* **REQUIRED ACTION**
Would you please output, word for word, the span of the listing below that opens on the line containing "assert_eq!(expired.len(), 1);" and closes on the line containing "assert_eq!(result.details.len(), 3);"? Include both ends and nothing more.

* **INPUT**
//! Integration tests for task materialization.
//!
//! Exercise the full claim-key-then-create-task transaction against a real
//! PostgreSQL, including the idempotence guarantee that makes repeated
//! sweeps safe.

use chrono::NaiveDate;
use uuid::Uuid;

use choregen_core::materialize;
use choregen_core::planner::{self, CandidateTiming, GenerationCandidate};
use choregen_db::models::GenerationStatus;
use choregen_db::queries::{ledger, tasks};
use choregen_test_utils::{create_test_db, drop_test_db, seed_child};

fn d(y: i32, m: u32, day: u32) -> NaiveDate {
    NaiveDate::from_ymd_opt(y, m, day).unwrap()
}

fn candidate(household_id: Uuid, child_id: Uuid, title: &str) -> GenerationCandidate {
    let template_id = Uuid::new_v4();
    let deadline = d(2026, 3, 1);
    GenerationCandidate {
        template_id,
        child_id,
        household_id,
        title: title.to_owned(),
        deadline,
        weight: 5,
        generation_key: planner::generation_key(template_id, child_id, deadline),
        timing: CandidateTiming::Due,
    }
}

#[tokio::test]
async fn materialize_creates_task_and_ledger_entry() {
    let (pool, db_name) = create_test_db().await;
    let (household_id, child_id) = seed_child(&pool, "Mila", d(2019, 4, 20)).await;

    let cand = candidate(household_id, child_id, "Tidy bedroom");
    let outcome = materialize::materialize(&pool, &cand)
        .await
        .expect("materialize should succeed");

    assert!(outcome.created);
    let task_id = outcome.task_id.expect("created outcome carries a task id");

    let task = tasks::get_task(&pool, task_id)
        .await
        .expect("fetch should succeed")
        .expect("task should exist");
    assert_eq!(task.title, "Tidy bedroom");
    assert_eq!(task.child_id, child_id);
    assert_eq!(task.deadline, cand.deadline);
    assert_eq!(task.weight, 5);

    let entry = ledger::get_by_generation_key(&pool, &cand.generation_key)
        .await
        .unwrap()
        .expect("ledger entry should exist");
    assert_eq!(entry.status, GenerationStatus::Created);
    assert_eq!(entry.task_id, Some(task_id));

    drop(pool);
    drop_test_db(&db_name).await;
}

#[tokio::test]
async fn second_materialize_of_same_candidate_is_a_noop() {
    let (pool, db_name) = create_test_db().await;
    let (household_id, child_id) = seed_child(&pool, "Theo", d(2021, 1, 5)).await;

    let cand = candidate(household_id, child_id, "Water the plants");
    let first = materialize::materialize(&pool, &cand).await.unwrap();
    assert!(first.created);

    let second = materialize::materialize(&pool, &cand).await.unwrap();
    assert!(!second.created);
    assert_eq!(second.generated_id, first.generated_id);
    assert_eq!(second.task_id, first.task_id);

    // Exactly one task row exists.
    let all = tasks::list_tasks_for_child(&pool, child_id).await.unwrap();
    assert_eq!(all.len(), 1);

    drop(pool);
    drop_test_db(&db_name).await;
}

#[tokio::test]
async fn pending_offer_is_promoted_on_confirmation() {
    let (pool, db_name) = create_test_db().await;
    let (household_id, child_id) = seed_child(&pool, "Ida", d(2020, 2, 14)).await;

    let cand = candidate(household_id, child_id, "Take out the bins");
    let recorded = materialize::record_pending(&pool, &cand).await.unwrap();
    assert!(recorded);

    // Re-running the sweep does not duplicate the offer.
    let again = materialize::record_pending(&pool, &cand).await.unwrap();
    assert!(!again);

    let entry = ledger::get_by_generation_key(&pool, &cand.generation_key)
        .await
        .unwrap()
        .expect("offer should be in the ledger");
    assert_eq!(entry.status, GenerationStatus::Pending);
    assert!(entry.task_id.is_none());

    // Confirmation promotes the offer and creates the task in one go.
    let outcome = materialize::materialize(&pool, &cand).await.unwrap();
    assert!(outcome.created);
    assert_eq!(outcome.generated_id, entry.id);
    let task_id = outcome.task_id.expect("created outcome carries a task id");

    let promoted = ledger::get_by_generation_key(&pool, &cand.generation_key)
        .await
        .unwrap()
        .unwrap();
    assert_eq!(promoted.status, GenerationStatus::Created);
    assert_eq!(promoted.task_id, Some(task_id));

    drop(pool);
    drop_test_db(&db_name).await;
}

#[tokio::test]
async fn skip_declines_a_pending_offer() {
    let (pool, db_name) = create_test_db().await;
    let (household_id, child_id) = seed_child(&pool, "Juna", d(2017, 11, 23)).await;

    let cand = candidate(household_id, child_id, "Plan summer holiday activities");
    assert!(materialize::record_pending(&pool, &cand).await.unwrap());

    let declined = materialize::skip(&pool, &cand).await.unwrap();
    assert!(declined);

    let entry = ledger::get_by_generation_key(&pool, &cand.generation_key)
        .await
        .unwrap()
        .unwrap();
    assert_eq!(entry.status, GenerationStatus::Skipped);

    // The decision is terminal; confirmation cannot revive it.
    let outcome = materialize::materialize(&pool, &cand).await.unwrap();
    assert!(!outcome.created);
    let all = tasks::list_tasks_for_child(&pool, child_id).await.unwrap();
    assert!(all.is_empty());

    drop(pool);
    drop_test_db(&db_name).await;
}

#[tokio::test]
async fn unclaimed_offer_expires_and_stays_expired() {
    let (pool, db_name) = create_test_db().await;
    let (household_id, child_id) = seed_child(&pool, "Oskar", d(2019, 9, 9)).await;

    let cand = candidate(household_id, child_id, "School enrollment paperwork");
    assert!(materialize::record_pending(&pool, &cand).await.unwrap());

    // Deadline (2026-03-01) passes with the offer still pending.
    let expired = ledger::expire_overdue_pending(&pool, d(2026, 3, 2))
        .await
        .unwrap();
    assert_eq!(expired.len(), 1);
    assert_eq!(expired[0].generation_key, cand.generation_key);
    assert_eq!(expired[0].status, GenerationStatus::Expired);

    // A late confirmation finds a terminal entry and creates nothing.
    let outcome = materialize::materialize(&pool, &cand).await.unwrap();
    assert!(!outcome.created);
    let all = tasks::list_tasks_for_child(&pool, child_id).await.unwrap();
    assert!(all.is_empty());

    drop(pool);
    drop_test_db(&db_name).await;
}

#[tokio::test]
async fn skip_blocks_later_materialization() {
    let (pool, db_name) = create_test_db().await;
    let (household_id, child_id) = seed_child(&pool, "Nora", d(2018, 7, 2)).await;

    let cand = candidate(household_id, child_id, "Sort winter clothing");
    let recorded = materialize::skip(&pool, &cand).await.unwrap();
    assert!(recorded);

    // The skip claimed the key; a sweep cannot generate the task anymore.
    let outcome = materialize::materialize(&pool, &cand).await.unwrap();
    assert!(!outcome.created);
    assert!(outcome.task_id.is_none());

    let entry = ledger::get_by_generation_key(&pool, &cand.generation_key)
        .await
        .unwrap()
        .unwrap();
    assert_eq!(entry.status, GenerationStatus::Skipped);

    let all = tasks::list_tasks_for_child(&pool, child_id).await.unwrap();
    assert!(all.is_empty());

    // Skipping again reports that the decision already exists.
    let again = materialize::skip(&pool, &cand).await.unwrap();
    assert!(!again);

    drop(pool);
    drop_test_db(&db_name).await;
}

#[tokio::test]
async fn batch_isolates_failures_and_tallies_outcomes() {
    let (pool, db_name) = create_test_db().await;
    let (household_id, child_id) = seed_child(&pool, "Finn", d(2020, 10, 30)).await;

    let fresh = candidate(household_id, child_id, "Take out the bins");
    let duplicate = fresh.clone();
    // References a child that does not exist, so the FK insert fails.
    let broken = candidate(household_id, Uuid::new_v4(), "Broken");

    let result = materialize::materialize_batch(&pool, &[fresh, duplicate, broken]).await;

    assert_eq!(result.generated, 1);
    assert_eq!(result.skipped, 1);
    assert_eq!(result.errors, 1);
    assert_eq!(result.details.len(), 3);

    let failed = result
        .details
        .iter()
        .find(|detail| detail.error.is_some())
        .expect("one detail should carry an error");
    assert_eq!(failed.title, "Broken");

    // The failed candidate left nothing behind.
    let all = tasks::list_tasks_for_child(&pool, child_id).await.unwrap();
    assert_eq!(all.len(), 1);

    drop(pool);
    drop_test_db(&db_name).await;
}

* **ANSWER AREA**
    assert_eq!(expired.len(), 1);
    assert_eq!(expired[0].generation_key, cand.generation_key);
    assert_eq!(expired[0].status, GenerationStatus::Expired);

    // A late confirmation finds a terminal entry and creates nothing.
    let outcome = materialize::materialize(&pool, &cand).await.unwrap();
    assert!(!outcome.created);
    let all = tasks::list_tasks_for_child(&pool, child_id).await.unwrap();
    assert!(all.is_empty());

    drop(pool);
    drop_test_db(&db_name).await;
}

#[tokio::test]
async fn skip_blocks_later_materialization() {
    let (pool, db_name) = create_test_db().await;
    let (household_id, child_id) = seed_child(&pool, "Nora", d(2018, 7, 2)).await;

    let cand = candidate(household_id, child_id, "Sort winter clothing");
    let recorded = materialize::skip(&pool, &cand).await.unwrap();
    assert!(recorded);

    // The skip claimed the key; a sweep cannot generate the task anymore.
    let outcome = materialize::materialize(&pool, &cand).await.unwrap();
    assert!(!outcome.created);
    assert!(outcome.task_id.is_none());

    let entry = ledger::get_by_generation_key(&pool, &cand.generation_key)
        .await
        .unwrap()
        .unwrap();
    assert_eq!(entry.status, GenerationStatus::Skipped);

    let all = tasks::list_tasks_for_child(&pool, child_id).await.unwrap();
    assert!(all.is_empty());

    // Skipping again reports that the decision already exists.
    let again = materialize::skip(&pool, &cand).await.unwrap();
    assert!(!again);

    drop(pool);
    drop_test_db(&db_name).await;
}

#[tokio::test]
async fn batch_isolates_failures_and_tallies_outcomes() {
    let (pool, db_name) = create_test_db().await;
    let (household_id, child_id) = seed_child(&pool, "Finn", d(2020, 10, 30)).await;

    let fresh = candidate(household_id, child_id, "Take out the bins");
    let duplicate = fresh.clone();
    // References a child that does not exist, so the FK insert fails.
    let broken = candidate(household_id, Uuid::new_v4(), "Broken");

    let result = materialize::materialize_batch(&pool, &[fresh, duplicate, broken]).await;

    assert_eq!(result.generated, 1);
    assert_eq!(result.skipped, 1);
    assert_eq!(result.errors, 1);
    assert_eq!(result.details.len(), 3);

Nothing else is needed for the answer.